Moreover every DICOM device have to be associated with a DICOM Conformance Statement where it is declared, among other things, the transfer sysntax support. You don't need to support all DICOM Transfer Syntax but just ones you have declared in your conformance statement. For example not all DICOM device supports Jpeg2000, or Jpeg LS

DICOM Compressed images pixeldata does not have standard image headers like JPEG files. Pixel information like columns, rows, bitsperpixel and others, are directly encoded only in DICOM Data-Set Attribute values, and the Data-Set PixelData Attribute value contains compressed byte stream which is specially encoded. Check the DICOM Standard PS 3.5 Annex A - Transfer Syntax, especially pay attention to A.4 http://dicom.nema.org/medical/dicom/current/output/chtml/part05/sect_A.4.html

That being said, I had same issue locating library capable of decoding and encoding JPEG Lossless Non-Hierarchical Level 14 and predictor Selected Value 1 (DICOM of Native JPEG Lossless Compression). Which turns out can be easily implemented from ITU-T.81 Standard (can be download from many places it dates from 1998 or something like that). Only using standards specified by DICOM standard I have managed to write, not one but two, encoder/decoder codecs under a week. Am using only Look Up Tables and it works very fast. Think once you build one next one is much easier, since you have JPEG read/write infrastructure only catch is implementing MCU encoding/decoding logic for JPEG extension's like JPEG-LS.

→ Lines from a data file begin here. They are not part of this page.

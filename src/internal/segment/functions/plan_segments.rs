use crate::internal::segment::structs::{PlanError, Segment};

/// 把长度为 `size` 的资源切成 `n` 个连续、不重叠的闭区间分段，覆盖 `[0, size-1]`。
///
/// 前 `n-1` 段长度均为 `size / n`，最后一段吸收余数，最多比其他段长 `n-1` 字节。
/// 纯函数，无 I/O，同样的输入总得到同样的输出。
pub fn plan_segments(size: u64, n: usize) -> Result<Vec<Segment>, PlanError> {
    if n == 0 {
        return Err(PlanError::ZeroSegments);
    }
    if size == 0 {
        return Err(PlanError::EmptyResource);
    }
    let count = n as u64;
    if size < count {
        return Err(PlanError::TooManySegments { size, segments: n });
    }

    let base = size / count;
    let mut segments = Vec::with_capacity(n);
    let mut start = 0u64;

    for i in 0..n {
        let end = if i + 1 < n { start + base - 1 } else { size - 1 };
        segments.push(Segment::new(start, end));
        start = end + 1;
    }

    Ok(segments)
}
//! 整文件下载：一次普通 GET，响应体直接流式写入目标文件。

use std::io;
use std::path::Path;

use futures_util::StreamExt;
use reqwest::{Client, Response};
use tokio::fs::{self, File};
use tokio::io::AsyncWriteExt;
use tracing::{debug, warn};
use url::Url;

use crate::internal::downloader::structs::{CancelHandle, FetchError};

/// 整文件下载，返回写入的字节数。`expected` 为已知长度时校验实际写入字节数。
///
/// 已存在的目标文件会被覆盖；失败时删除写了一半的目标文件。
pub async fn download_whole_file(
    client: &Client,
    url: &Url,
    destination: &Path,
    expected: Option<u64>,
) -> Result<u64, FetchError> {
    transfer_whole_file(client, url, destination, expected, None).await
}

/// 可取消的整文件下载；取消时返回 [`FetchError::Cancelled`]。
///
/// 目标文件在收到成功的响应头之后才会被创建，此前取消不会动已存在的目标文件；
/// 创建之后取消则删除写了一半的文件。
pub(crate) async fn transfer_whole_file(
    client: &Client,
    url: &Url,
    destination: &Path,
    expected: Option<u64>,
    cancel: Option<&CancelHandle>,
) -> Result<u64, FetchError> {
    let resp = until_cancelled(cancel, client.get(url.clone()).send()).await??;
    let status = resp.status();
    if !status.is_success() {
        return Err(FetchError::Status(status));
    }

    let file = File::create(destination)
        .await
        .map_err(FetchError::CreateFile)?;

    match until_cancelled(cancel, stream_into(resp, file, expected)).await {
        Ok(Ok(written)) => {
            debug!(
                target: "download",
                destination = %destination.display(),
                written,
                "整文件写入完成"
            );
            Ok(written)
        }
        Ok(Err(e)) | Err(e) => {
            remove_partial(destination).await;
            Err(e)
        }
    }
}

async fn until_cancelled<F: Future>(
    cancel: Option<&CancelHandle>,
    fut: F,
) -> Result<F::Output, FetchError> {
    let Some(cancel) = cancel else {
        return Ok(fut.await);
    };
    tokio::select! {
        biased;
        _ = cancel.cancelled() => Err(FetchError::Cancelled),
        out = fut => Ok(out),
    }
}

async fn stream_into(
    resp: Response,
    mut file: File,
    expected: Option<u64>,
) -> Result<u64, FetchError> {
    let mut stream = resp.bytes_stream();
    let mut written: u64 = 0;

    while let Some(chunk_result) = stream.next().await {
        let chunk = chunk_result?;
        written += chunk.len() as u64;
        if let Some(expected) = expected.filter(|e| written > *e) {
            return Err(FetchError::LengthMismatch {
                expected,
                actual: written,
            });
        }
        file.write_all(&chunk).await.map_err(FetchError::WriteFile)?;
    }

    file.flush().await.map_err(FetchError::WriteFile)?;

    if let Some(expected) = expected.filter(|e| written != *e) {
        return Err(FetchError::LengthMismatch {
            expected,
            actual: written,
        });
    }

    Ok(written)
}

/// 删除不完整的目标文件；文件不存在视为成功，其余失败只记录日志。
async fn remove_partial(destination: &Path) {
    match fs::remove_file(destination).await {
        Ok(()) => {}
        Err(e) if e.kind() == io::ErrorKind::NotFound => {}
        Err(e) => warn!(
            target: "download",
            destination = %destination.display(),
            error = %e,
            "删除不完整的目标文件失败"
        ),
    }
}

If you decide not to go that road, second solution would be to rebuild missing headers. Which I decided not to do since most libraries actually do not support such compression's (at least my experience), and libraries that actually support it are extremely huge (support tons of other things which we actually don't need). But never the less both road leads to learning internal of JPEG encoding process.

Third last solution would be to find some open-source project capable of doing so, and I imagine by now there should more then several available on net.

Hope this helps others looking for similar answer.